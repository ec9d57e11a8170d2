//! Per-loop bookkeeping for scroll-driven harvesting
//!
//! Both scroll loops (post links on a profile, comment items on a post)
//! track the same three things: what has been discovered so far, the
//! count seen at the last check, and how many checks in a row made no
//! progress.

use std::collections::HashSet;
use std::hash::Hash;

/// Discovery state of one harvesting operation
#[derive(Debug, Clone)]
pub struct HarvestState<T> {
    /// Discovered items in first-seen order
    items: Vec<T>,

    /// Membership index over `items`
    seen: HashSet<T>,

    /// Item count at the previous progress check
    last_seen: Option<usize>,

    /// Consecutive progress checks without growth
    no_progress: u32,
}

impl<T> Default for HarvestState<T>
where
    T: Clone + Eq + Hash,
{
    fn default() -> Self {
        Self::new()
    }
}

impl<T> HarvestState<T>
where
    T: Clone + Eq + Hash,
{
    /// Creates an empty state
    pub fn new() -> Self {
        Self {
            items: Vec::new(),
            seen: HashSet::new(),
            last_seen: None,
            no_progress: 0,
        }
    }

    /// Merges candidates, keeping first-seen order
    ///
    /// # Returns
    ///
    /// The number of items that were new
    pub fn merge<I>(&mut self, candidates: I) -> usize
    where
        I: IntoIterator<Item = T>,
    {
        let mut added = 0;
        for item in candidates {
            if self.seen.insert(item.clone()) {
                self.items.push(item);
                added += 1;
            }
        }
        added
    }

    /// Number of distinct items discovered
    pub fn len(&self) -> usize {
        self.items.len()
    }

    /// Returns true if nothing has been discovered
    pub fn is_empty(&self) -> bool {
        self.items.is_empty()
    }

    /// Compares the current count against the watermark
    ///
    /// Growth resets the no-progress counter and moves the watermark; no
    /// growth increments the counter.
    ///
    /// # Returns
    ///
    /// `true` if the count grew since the previous check
    pub fn check_progress(&mut self) -> bool {
        let current = self.items.len();
        if self.last_seen == Some(current) {
            self.no_progress += 1;
            false
        } else {
            self.no_progress = 0;
            self.last_seen = Some(current);
            true
        }
    }

    /// Consecutive checks without growth
    pub fn no_progress(&self) -> u32 {
        self.no_progress
    }

    /// Discovered items in first-seen order
    pub fn items(&self) -> &[T] {
        &self.items
    }

    /// Consumes the state, returning the discovered items
    pub fn into_items(self) -> Vec<T> {
        self.items
    }
}

#[cfg(test)]
mod tests {
    use super::*;

    #[test]
    fn test_merge_preserves_first_seen_order() {
        let mut state = HarvestState::new();
        assert_eq!(state.merge(vec!["b", "a", "b"]), 2);
        assert_eq!(state.merge(vec!["c", "a"]), 1);
        assert_eq!(state.items(), &["b", "a", "c"]);
    }

    #[test]
    fn test_first_check_counts_as_progress() {
        let mut state: HarvestState<&str> = HarvestState::new();
        assert!(state.check_progress());
        assert_eq!(state.no_progress(), 0);
    }

    #[test]
    fn test_stall_counter() {
        let mut state = HarvestState::new();
        state.merge(vec![1]);
        assert!(state.check_progress());
        assert!(!state.check_progress());
        assert!(!state.check_progress());
        assert_eq!(state.no_progress(), 2);

        state.merge(vec![2]);
        assert!(state.check_progress());
        assert_eq!(state.no_progress(), 0);
    }
}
- - - -
## PROMPT
What is needed is a copy of every line above in which "HashSet" appears.

## EXERCISE ANSWER
use std::collections::HashSet;
    seen: HashSet<T>,
            seen: HashSet::new(),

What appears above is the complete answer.